We are unable to say trial counsel's sentencing advocacy in the case at bar was so deficient that it fell below an objective standard of reasonableness. Counsel attempted to argue mitigatingfactors supported by even a modicum of evidence from the trial record, and he asked the trial court for mercy and leniency for his client. Unlike the trial counsel in Davidson, counsel in this case made positive arguments for a lesser sentence for defendant. We also find this Court's decision in State v. Davis to be instructive. 167 N.C. App. 770, 607 S.E.2d 5 (2005). In Davis, this Court did not find the trial counsel's assistance ineffective where counsel made somewhat negative remarks regarding defendant's intelligence and his decision to go to trial. Id. at 774, 607 S.E.2d at 9. This Court in Davis stated the defense counsel was attempting to advocate for a more lenient sentence for his client. Id. Likewise, in this case we interpret trial counsel's remarks as attempting to use any method available to appeal to the trial court's sense of mercy.

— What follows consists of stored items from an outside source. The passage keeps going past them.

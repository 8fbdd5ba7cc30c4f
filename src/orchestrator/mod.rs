//! Transformation state machine and progress messages.

mod machine;
mod progress;
mod state;

pub use machine::Orchestrator;
pub use progress::{ProgressTicker, DEFAULT_PROGRESS_INTERVAL, LOADING_MESSAGES};
pub use state::{Status, TransformState};
//! A single transformation attempt's inputs.

use crate::image::SourceImage;
use crate::prompt::compose_instruction;
use crate::style::StyleDescriptor;

/// Inputs for one transformation, built fresh for each attempt.
#[derive(Debug, Clone, PartialEq, Eq)]
pub struct TransformationRequest {
    image: SourceImage,
    style_id: String,
    style_prompt: String,
    instructions: String,
}

impl TransformationRequest {
    /// Creates a request for `image` in the given style.
    pub fn new(
        image: SourceImage,
        style: &StyleDescriptor,
        instructions: impl Into<String>,
    ) -> Self {
        Self {
            image,
            style_id: style.id.clone(),
            style_prompt: style.prompt.clone(),
            instructions: instructions.into(),
        }
    }

    /// The source photo.
    pub fn image(&self) -> &SourceImage {
        &self.image
    }

    /// Id of the selected style.
    pub fn style_id(&self) -> &str {
        &self.style_id
    }

    /// The style's instruction text.
    pub fn style_prompt(&self) -> &str {
        &self.style_prompt
    }

    /// Free-text user instructions; may be empty.
    pub fn instructions(&self) -> &str {
        &self.instructions
    }

    /// The full text instruction sent with the image.
    pub fn instruction(&self) -> String {
        compose_instruction(&self.style_prompt, &self.instructions)
    }
}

    Moreover, Defendant failed to demonstrate that but for his counsel's errors, he would have received a lesser sentence. Defendant was sentenced within the presumptive range for each of his convictions, and his sentence for indecent liberties with a child was suspended in favor of probation. Where a sentence is within the presumptive range, “it will be presumed regular and valid unless 'the record discloses that the court considered irrelevant and improper matter in determining the severity of the sentence.'” Id. at 775, 607 S.E.2d at 9 (quoting State v. Johnson, 320 N.C. 746, 753, 360 S.E.2d 676, 681 (1987)). Here, there is no indication in the record or the transcript that the trial court was improperly influenced by trial counsel's arguments in determiningthe sentences, especially in light of the suspension of one of the two sentences. Accordingly, we find no merit in defendant's claim of ineffective assistance of counsel.
    No error.
    Judges BRYANT AND ELMORE concur.
    Report per Rule 30(e).


Footnote: 1
    
We note that the Appellant's brief refers to the Defendant as “Keith Bernard Carter” however, the judgment and all other documents contained in the record on appeal, including the State's brief, refers to Defendant as “Keith Kennard Carter.” Because the judgment refers to Defendant by “Keith Kennard Carter”, we will refer to him as such throughout this opinion.